Twins! Distant Galaxy Looks Like Our Own Milky Way
Almost like a postcard from across the universe, astronomers have photographed a spiral galaxy that could be a twin of our own Milky Way.
The distant galaxy, called NGC 6744, was imaged by the Wide Field Imager on the MPG/ESO 2.2-metre telescope at the European Southern Observatory's La Silla Observatory in Chile. The pinwheel lies 30 million light-years away in the southern constellation of Pavo (The Peacock).
We are lucky to have a bird's-eye view of the spiral galaxybecause of its orientation, face-on, as seen from Earth. It's a dead ringer for our own home in the cosmos, scientists say. [See the Milky Way's galactic twin NGC 6744]
"If we had the technology to escape the Milky Way and could look down on it from intergalactic space, this view is close to the one we would see — striking spiral arms wrapping around a dense, elongated nucleus and a dusty disc," according to an ESO statement. "There is even a distorted companion galaxy — NGC 6744A, seen here as a smudge to the lower right of NGC 6744, which is reminiscent of one of the Milky Way’s neighboring Magellanic Clouds."
The main difference between NGC 6744 and the Milky Way is the two galaxies' size.
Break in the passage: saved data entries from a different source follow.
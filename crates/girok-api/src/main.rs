use actix_web::{middleware::DefaultHeaders, web, App, HttpServer};
use std::time::Duration;
use tracing::{error, info};

use girok_api::config::ApiConfig;
use girok_api::middleware::{PolicyGuard, RequestId};
use girok_api::routes;
use girok_api::state::AppState;
use girok_api::workers::{ConsentSweeper, DsrWorker, OutboxPublisher, SanctionSweeper};
use girok_api::logging;

#[actix_web::main]
async fn main() -> std::io::Result<()> {
    // Initialize configuration
    let config = match ApiConfig::from_env() {
        Ok(config) => {
            if let Err(e) = config.validate() {
                eprintln!("Configuration validation failed: {e}");
                std::process::exit(1);
            }
            config
        }
        Err(e) => {
            eprintln!("Failed to load configuration: {e}");
            std::process::exit(1);
        }
    };

    if let Err(e) = logging::init_logging(&config) {
        eprintln!("Failed to initialize logging: {e}");
        std::process::exit(1);
    }

    info!(
        "Starting Girok API v{} on {}",
        env!("CARGO_PKG_VERSION"),
        config.server_address()
    );

    let app_state = match AppState::new(config.clone()).await {
        Ok(state) => {
            info!("Application state initialized");
            state
        }
        Err(e) => {
            error!("Failed to initialize application state: {e}");
            std::process::exit(1);
        }
    };

    // Required system laws are present after every boot
    match app_state.legal().seed_laws().await {
        Ok(0) => info!("law registry already seeded"),
        Ok(inserted) => info!(inserted, "law registry seeded"),
        Err(e) => {
            error!("Failed to seed law registry: {e}");
            std::process::exit(1);
        }
    }

    if app_state.config.workers.enabled {
        spawn_workers(&app_state);
    } else {
        info!("background workers disabled by configuration");
    }

    let server_state = app_state.clone();
    let cors_origins = app_state.config.cors.allowed_origins.clone();
    let server = HttpServer::new(move || {
        let mut cors = actix_cors::Cors::default()
            .allowed_methods(vec!["GET", "POST", "DELETE", "PATCH", "OPTIONS"])
            .allowed_headers(vec![
                "Content-Type",
                "Authorization",
                "X-Service-Id",
                "X-Operator-Id",
                "X-Subject-Id",
            ])
            .supports_credentials()
            .max_age(3600);
        for origin in &cors_origins {
            cors = cors.allowed_origin(origin);
        }

        App::new()
            .app_data(web::Data::new(server_state.clone()))
            .wrap(RequestId)
            .wrap(PolicyGuard)
            .wrap(cors)
            .wrap(
                DefaultHeaders::new()
                    .add(("X-Content-Type-Options", "nosniff"))
                    .add(("X-Frame-Options", "DENY"))
                    .add(("Referrer-Policy", "strict-origin-when-cross-origin")),
            )
            .configure(routes::configure_routes)
    });

    let server = if let Some(workers) = app_state.config.server.workers {
        server.workers(workers)
    } else {
        server
    };

    let server = server.bind(app_state.config.server_address())?;
    let server = server.run();
    let server_handle = server.handle();
    let server_task = tokio::spawn(server);

    info!(
        "Girok API ready and listening on {}",
        app_state.config.server_address()
    );

    shutdown_signal().await;
    info!("shutdown signal received");

    // Drain: readiness answers 503 while in-flight requests finish,
    // then workers stop and the server closes gracefully
    app_state.set_ready(false);
    tokio::time::sleep(Duration::from_secs(
        app_state.config.server.shutdown_grace_secs,
    ))
    .await;
    app_state.begin_shutdown();
    server_handle.stop(true).await;

    match server_task.await {
        Ok(Ok(())) => info!("server shut down cleanly"),
        Ok(Err(e)) => error!("server error during shutdown: {e}"),
        Err(e) => error!("failed to join server task: {e}"),
    }

    Ok(())
}

/// Spawn the background workers against the shared state
fn spawn_workers(state: &AppState) {
    let outbox_publisher = OutboxPublisher::new(
        state.outbox().clone(),
        state.bus().clone(),
        Duration::from_secs(state.config.workers.outbox_poll_secs),
        state.shutdown_signal(),
    );
    tokio::spawn(outbox_publisher.run());

    let sanction_sweeper = SanctionSweeper::new(
        state.sanctions().clone(),
        Duration::from_secs(state.config.workers.sanction_sweep_secs),
        state.shutdown_signal(),
    );
    tokio::spawn(sanction_sweeper.run());

    let consent_sweeper = ConsentSweeper::new(state.consents().clone(), state.shutdown_signal());
    tokio::spawn(consent_sweeper.run());

    let dsr_worker = DsrWorker::new(state.dsr().clone(), state.shutdown_signal());
    tokio::spawn(dsr_worker.run());

    info!("background workers started");
}

/// Wait for SIGTERM or Ctrl+C
async fn shutdown_signal() {
    let ctrl_c = async {
        if let Err(e) = tokio::signal::ctrl_c().await {
            error!("failed to install Ctrl+C handler: {e}");
            std::future::pending::<()>().await;
        }
    };

    #[cfg(unix)]
    let terminate = async {
        match tokio::signal::unix::signal(tokio::signal::unix::SignalKind::terminate()) {
            Ok(mut signal) => {
                signal.recv().await;
            }
            Err(e) => {
                error!("failed to install SIGTERM handler: {e}");
                std::future::pending::<()>().await;
            }
        }
    };

    #[cfg(not(unix))]
    let terminate = std::future::pending::<()>();

    tokio::select! {
        _ = ctrl_c => {},
        _ = terminate => {},
    }
}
While our galaxy is roughly 100,000 light-years across, our "twin" galaxy extends to almost twice that diameter, researchers said.
The photogenic object is one of the largest and nearest spiral galaxies to Earth. It's about as bright as 60 billion suns, and its light spreads across a large area in the sky — about two-thirds the width of the full moon — making the galaxy visible as a hazy glow through a small telescope.
The reddish spots along the spiral arms in NGC 6744 represent regions where new stars are being born.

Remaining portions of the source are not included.